Your goal:
Exactly as they stand, the data below are to be printed again.

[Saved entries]

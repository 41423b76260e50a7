//! Ground-truth label vector

use super::geometry::SceneGeometry;

/// Number of scalars in a label vector
pub const LABEL_COUNT: usize = 4;

/// The four ground-truth scalars emitted per sample
///
/// Spatial values are divided by the canvas size; the pendulum angle stays
/// in raw radians.
#[derive(Debug, Clone, Copy, PartialEq)]
pub struct LabelVector {
    /// Light x / S
    pub light_x: f64,
    /// Pendulum angle in radians
    pub pendulum_angle: f64,
    /// Shadow center / S
    pub shadow_pos: f64,
    /// Shadow length / S
    pub shadow_len: f64,
}

impl LabelVector {
    /// Build the labels for a derived scene on a canvas of side `canvas_size`
    pub fn from_geometry(geometry: &SceneGeometry, canvas_size: u32) -> Self {
        let size = f64::from(canvas_size);
        Self {
            light_x: geometry.light.x / size,
            pendulum_angle: geometry.params.pendulum_angle,
            shadow_pos: geometry.shadow_center() / size,
            shadow_len: geometry.shadow_length() / size,
        }
    }

    /// Labels in table column order
    pub const fn to_array(&self) -> [f64; LABEL_COUNT] {
        [self.light_x, self.pendulum_angle, self.shadow_pos, self.shadow_len]
    }

    /// Build from values in table column order
    pub const fn from_array(values: [f64; LABEL_COUNT]) -> Self {
        Self {
            light_x: values[0],
            pendulum_angle: values[1],
            shadow_pos: values[2],
            shadow_len: values[3],
        }
    }

    /// Whether every component is finite
    pub fn is_finite(&self) -> bool {
        self.to_array().iter().all(|v| v.is_finite())
    }
}

#[cfg(test)]
mod tests {
    use super::*;
    use crate::core::config::SceneConfig;
    use crate::scene::geometry::SceneParams;
    use approx::assert_relative_eq;

    #[test]
    fn test_spatial_labels_are_normalized_and_angle_is_raw() {
        let scene = SceneConfig::default();
        let geometry = SceneGeometry::derive(&scene, SceneParams::new(0.1, 0.5), 10.0);
        let labels = LabelVector::from_geometry(&geometry, scene.canvas_size);

        assert_relative_eq!(labels.light_x, 122.0 / 224.0);
        assert_eq!(labels.pendulum_angle, 0.5);
        assert_relative_eq!(labels.shadow_pos, geometry.shadow_center() / 224.0);
        assert_relative_eq!(labels.shadow_len, geometry.shadow_length() / 224.0);
        assert!(labels.is_finite());
    }

    #[test]
    fn test_array_order_matches_columns() {
        let labels = LabelVector::from_array([0.5, -0.2, 0.4, 0.1]);
        assert_eq!(labels.light_x, 0.5);
        assert_eq!(labels.pendulum_angle, -0.2);
        assert_eq!(labels.to_array(), [0.5, -0.2, 0.4, 0.1]);
    }

    #[test]
    fn test_non_finite_detection() {
        let labels = LabelVector::from_array([0.5, f64::NAN, 0.4, 0.1]);
        assert!(!labels.is_finite());
    }
}
//! Foundation module - Core utilities and types
//!
//! This module provides fundamental utilities used throughout the engine:
//! - 2D math types for pixel-space geometry
//! - Logging utilities

pub mod math;
pub mod logging;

Result:
repository 41423b76260e50a7
//! Ground-truth label vector

use super::geometry::SceneGeometry;

/// Number of scalars in a label vector
pub const LABEL_COUNT: usize = 4;

/// The four ground-truth scalars emitted per sample
///
/// Spatial values are divided by the canvas size; the pendulum angle stays
/// in raw radians.
#[derive(Debug, Clone, Copy, PartialEq)]
pub struct LabelVector {
    /// Light x / S
    pub light_x: f64,
    /// Pendulum angle in radians
    pub pendulum_angle: f64,
    /// Shadow center / S
    pub shadow_pos: f64,
    /// Shadow length / S
    pub shadow_len: f64,
}

impl LabelVector {
    /// Build the labels for a derived scene on a canvas of side `canvas_size`
    pub fn from_geometry(geometry: &SceneGeometry, canvas_size: u32) -> Self {
        let size = f64::from(canvas_size);
        Self {
            light_x: geometry.light.x / size,
            pendulum_angle: geometry.params.pendulum_angle,
            shadow_pos: geometry.shadow_center() / size,
            shadow_len: geometry.shadow_length() / size,
        }
    }

    /// Labels in table column order
    pub const fn to_array(&self) -> [f64; LABEL_COUNT] {
        [self.light_x, self.pendulum_angle, self.shadow_pos, self.shadow_len]
    }

    /// Build from values in table column order
    pub const fn from_array(values: [f64; LABEL_COUNT]) -> Self {
        Self {
            light_x: values[0],
            pendulum_angle: values[1],
            shadow_pos: values[2],
            shadow_len: values[3],
        }
    }

    /// Whether every component is finite
    pub fn is_finite(&self) -> bool {
        self.to_array().iter().all(|v| v.is_finite())
    }
}

#[cfg(test)]
mod tests {
    use super::*;
    use crate::core::config::SceneConfig;
    use crate::scene::geometry::SceneParams;
    use approx::assert_relative_eq;

    #[test]
    fn test_spatial_labels_are_normalized_and_angle_is_raw() {
        let scene = SceneConfig::default();
        let geometry = SceneGeometry::derive(&scene, SceneParams::new(0.1, 0.5), 10.0);
        let labels = LabelVector::from_geometry(&geometry, scene.canvas_size);

        assert_relative_eq!(labels.light_x, 122.0 / 224.0);
        assert_eq!(labels.pendulum_angle, 0.5);
        assert_relative_eq!(labels.shadow_pos, geometry.shadow_center() / 224.0);
        assert_relative_eq!(labels.shadow_len, geometry.shadow_length() / 224.0);
        assert!(labels.is_finite());
    }

    #[test]
    fn test_array_order_matches_columns() {
        let labels = LabelVector::from_array([0.5, -0.2, 0.4, 0.1]);
        assert_eq!(labels.light_x, 0.5);
        assert_eq!(labels.pendulum_angle, -0.2);
        assert_eq!(labels.to_array(), [0.5, -0.2, 0.4, 0.1]);
    }

    #[test]
    fn test_non_finite_detection() {
        let labels = LabelVector::from_array([0.5, f64::NAN, 0.4, 0.1]);
        assert!(!labels.is_finite());
    }
}
//! Foundation module - Core utilities and types
//!
//! This module provides fundamental utilities used throughout the engine:
//! - 2D math types for pixel-space geometry
//! - Logging utilities

pub mod math;
pub mod logging;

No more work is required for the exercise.